• The input:
▬▬▬▬▬▬▬▬▬▬

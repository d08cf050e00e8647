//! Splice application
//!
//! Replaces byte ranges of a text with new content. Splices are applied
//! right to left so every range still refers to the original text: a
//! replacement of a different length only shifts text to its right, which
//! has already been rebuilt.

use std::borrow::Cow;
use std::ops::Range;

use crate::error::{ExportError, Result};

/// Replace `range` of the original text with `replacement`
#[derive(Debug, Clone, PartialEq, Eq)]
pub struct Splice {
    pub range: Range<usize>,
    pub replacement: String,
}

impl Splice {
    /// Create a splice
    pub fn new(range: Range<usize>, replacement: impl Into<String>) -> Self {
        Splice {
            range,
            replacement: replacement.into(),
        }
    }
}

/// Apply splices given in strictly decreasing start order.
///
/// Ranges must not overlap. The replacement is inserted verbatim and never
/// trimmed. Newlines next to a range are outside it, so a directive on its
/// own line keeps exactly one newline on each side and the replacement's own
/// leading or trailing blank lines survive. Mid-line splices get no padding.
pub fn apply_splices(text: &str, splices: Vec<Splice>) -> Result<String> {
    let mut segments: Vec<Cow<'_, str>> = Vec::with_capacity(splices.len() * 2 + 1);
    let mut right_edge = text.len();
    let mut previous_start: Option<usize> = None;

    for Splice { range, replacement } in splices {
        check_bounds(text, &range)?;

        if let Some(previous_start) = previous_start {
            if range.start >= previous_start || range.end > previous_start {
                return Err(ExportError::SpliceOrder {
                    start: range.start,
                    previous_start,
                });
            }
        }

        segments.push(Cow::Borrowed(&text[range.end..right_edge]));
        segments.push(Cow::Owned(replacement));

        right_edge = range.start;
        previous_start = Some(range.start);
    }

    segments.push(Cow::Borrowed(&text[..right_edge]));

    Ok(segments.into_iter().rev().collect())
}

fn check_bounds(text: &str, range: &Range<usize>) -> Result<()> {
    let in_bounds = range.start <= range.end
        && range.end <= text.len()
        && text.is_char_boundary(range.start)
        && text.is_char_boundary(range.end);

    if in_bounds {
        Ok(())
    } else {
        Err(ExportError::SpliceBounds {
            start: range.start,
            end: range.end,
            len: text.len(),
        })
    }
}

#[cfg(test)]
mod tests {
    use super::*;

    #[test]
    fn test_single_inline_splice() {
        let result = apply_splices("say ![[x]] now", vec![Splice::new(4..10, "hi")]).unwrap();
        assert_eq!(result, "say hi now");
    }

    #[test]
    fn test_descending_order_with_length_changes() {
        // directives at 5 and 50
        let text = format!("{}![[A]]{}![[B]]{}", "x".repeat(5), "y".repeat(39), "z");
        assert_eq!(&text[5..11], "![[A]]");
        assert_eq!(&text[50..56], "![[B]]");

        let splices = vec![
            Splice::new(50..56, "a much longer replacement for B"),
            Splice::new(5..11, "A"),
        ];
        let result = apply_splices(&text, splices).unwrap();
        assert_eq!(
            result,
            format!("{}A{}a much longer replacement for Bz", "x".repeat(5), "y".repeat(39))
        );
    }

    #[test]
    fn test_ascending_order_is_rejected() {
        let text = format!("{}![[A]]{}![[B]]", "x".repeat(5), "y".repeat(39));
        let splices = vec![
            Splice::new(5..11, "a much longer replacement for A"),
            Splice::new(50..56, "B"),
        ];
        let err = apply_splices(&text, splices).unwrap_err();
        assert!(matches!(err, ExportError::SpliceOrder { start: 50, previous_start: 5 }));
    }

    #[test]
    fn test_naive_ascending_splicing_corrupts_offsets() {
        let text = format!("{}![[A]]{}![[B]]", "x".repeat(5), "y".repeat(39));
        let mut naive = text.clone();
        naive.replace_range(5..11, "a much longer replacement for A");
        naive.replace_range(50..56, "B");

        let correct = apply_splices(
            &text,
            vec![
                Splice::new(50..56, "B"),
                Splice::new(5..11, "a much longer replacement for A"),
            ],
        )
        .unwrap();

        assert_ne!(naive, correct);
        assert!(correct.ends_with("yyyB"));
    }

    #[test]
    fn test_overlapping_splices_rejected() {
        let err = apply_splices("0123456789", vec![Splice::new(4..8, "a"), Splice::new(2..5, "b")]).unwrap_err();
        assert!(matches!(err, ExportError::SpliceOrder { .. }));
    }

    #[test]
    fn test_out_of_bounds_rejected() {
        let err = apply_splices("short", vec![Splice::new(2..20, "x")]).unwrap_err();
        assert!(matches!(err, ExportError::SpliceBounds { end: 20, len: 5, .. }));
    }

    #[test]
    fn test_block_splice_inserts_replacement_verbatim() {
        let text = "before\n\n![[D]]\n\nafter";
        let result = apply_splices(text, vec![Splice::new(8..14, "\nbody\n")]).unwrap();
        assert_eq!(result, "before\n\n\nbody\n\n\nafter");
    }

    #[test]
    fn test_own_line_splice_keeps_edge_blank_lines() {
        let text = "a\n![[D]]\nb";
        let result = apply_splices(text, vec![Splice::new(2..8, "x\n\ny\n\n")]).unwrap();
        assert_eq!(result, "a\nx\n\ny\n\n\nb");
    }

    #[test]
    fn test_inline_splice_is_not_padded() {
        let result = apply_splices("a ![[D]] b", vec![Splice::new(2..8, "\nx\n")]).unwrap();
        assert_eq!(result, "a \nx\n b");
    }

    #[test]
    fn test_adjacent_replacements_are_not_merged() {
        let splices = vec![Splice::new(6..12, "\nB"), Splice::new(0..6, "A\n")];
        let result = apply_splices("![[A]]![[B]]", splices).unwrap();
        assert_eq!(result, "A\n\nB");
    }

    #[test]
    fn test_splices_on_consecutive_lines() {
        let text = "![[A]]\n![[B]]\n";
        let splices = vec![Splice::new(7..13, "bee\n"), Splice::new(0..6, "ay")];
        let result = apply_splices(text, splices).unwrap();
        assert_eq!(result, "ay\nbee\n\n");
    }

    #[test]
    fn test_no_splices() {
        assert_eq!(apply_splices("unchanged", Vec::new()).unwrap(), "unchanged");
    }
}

▬▬▬▬▬▬▬▬▬▬

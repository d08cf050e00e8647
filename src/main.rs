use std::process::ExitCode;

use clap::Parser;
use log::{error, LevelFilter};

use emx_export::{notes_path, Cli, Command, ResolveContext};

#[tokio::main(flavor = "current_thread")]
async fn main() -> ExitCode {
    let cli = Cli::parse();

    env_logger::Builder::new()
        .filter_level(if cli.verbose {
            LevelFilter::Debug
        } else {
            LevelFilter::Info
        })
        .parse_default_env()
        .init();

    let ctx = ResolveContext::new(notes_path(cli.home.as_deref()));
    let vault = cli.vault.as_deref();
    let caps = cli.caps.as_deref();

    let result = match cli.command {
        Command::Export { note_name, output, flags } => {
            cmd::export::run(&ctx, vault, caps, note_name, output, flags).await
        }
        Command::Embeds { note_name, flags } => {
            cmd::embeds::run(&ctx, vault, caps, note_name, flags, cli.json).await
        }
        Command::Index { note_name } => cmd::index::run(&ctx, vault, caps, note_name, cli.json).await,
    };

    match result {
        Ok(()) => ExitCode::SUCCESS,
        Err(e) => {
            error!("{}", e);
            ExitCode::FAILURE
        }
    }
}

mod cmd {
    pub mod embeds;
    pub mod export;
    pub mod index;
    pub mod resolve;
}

▬▬▬▬▬▬▬▬▬▬

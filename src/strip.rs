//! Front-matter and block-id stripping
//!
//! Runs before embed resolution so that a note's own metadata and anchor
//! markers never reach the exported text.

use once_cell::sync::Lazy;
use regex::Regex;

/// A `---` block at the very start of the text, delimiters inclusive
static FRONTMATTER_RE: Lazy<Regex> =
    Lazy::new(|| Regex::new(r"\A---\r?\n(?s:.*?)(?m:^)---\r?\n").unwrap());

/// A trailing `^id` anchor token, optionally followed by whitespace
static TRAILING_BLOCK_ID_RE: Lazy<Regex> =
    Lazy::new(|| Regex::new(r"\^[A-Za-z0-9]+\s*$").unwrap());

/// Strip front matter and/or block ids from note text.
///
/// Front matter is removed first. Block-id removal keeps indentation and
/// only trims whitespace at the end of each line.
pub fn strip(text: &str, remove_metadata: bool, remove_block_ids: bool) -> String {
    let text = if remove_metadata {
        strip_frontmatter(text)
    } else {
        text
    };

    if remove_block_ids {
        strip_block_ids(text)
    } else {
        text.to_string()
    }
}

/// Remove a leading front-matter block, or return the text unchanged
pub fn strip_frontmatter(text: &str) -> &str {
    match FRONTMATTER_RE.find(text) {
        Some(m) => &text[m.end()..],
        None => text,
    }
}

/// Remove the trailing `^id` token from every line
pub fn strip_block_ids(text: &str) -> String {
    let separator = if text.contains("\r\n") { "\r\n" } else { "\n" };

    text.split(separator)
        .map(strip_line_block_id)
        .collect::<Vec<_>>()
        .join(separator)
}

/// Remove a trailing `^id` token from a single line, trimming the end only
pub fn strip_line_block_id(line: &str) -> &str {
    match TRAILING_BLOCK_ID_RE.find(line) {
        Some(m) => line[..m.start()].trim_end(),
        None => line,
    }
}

▬▬▬▬▬▬▬▬▬▬

• Required action:
Go through the material and copy every line in which the word "json" occurs.

• The answer:
            cmd::embeds::run(&ctx, vault, caps, note_name, flags, cli.json).await
        Command::Index { note_name } => cmd::index::run(&ctx, vault, caps, note_name, cli.json).await,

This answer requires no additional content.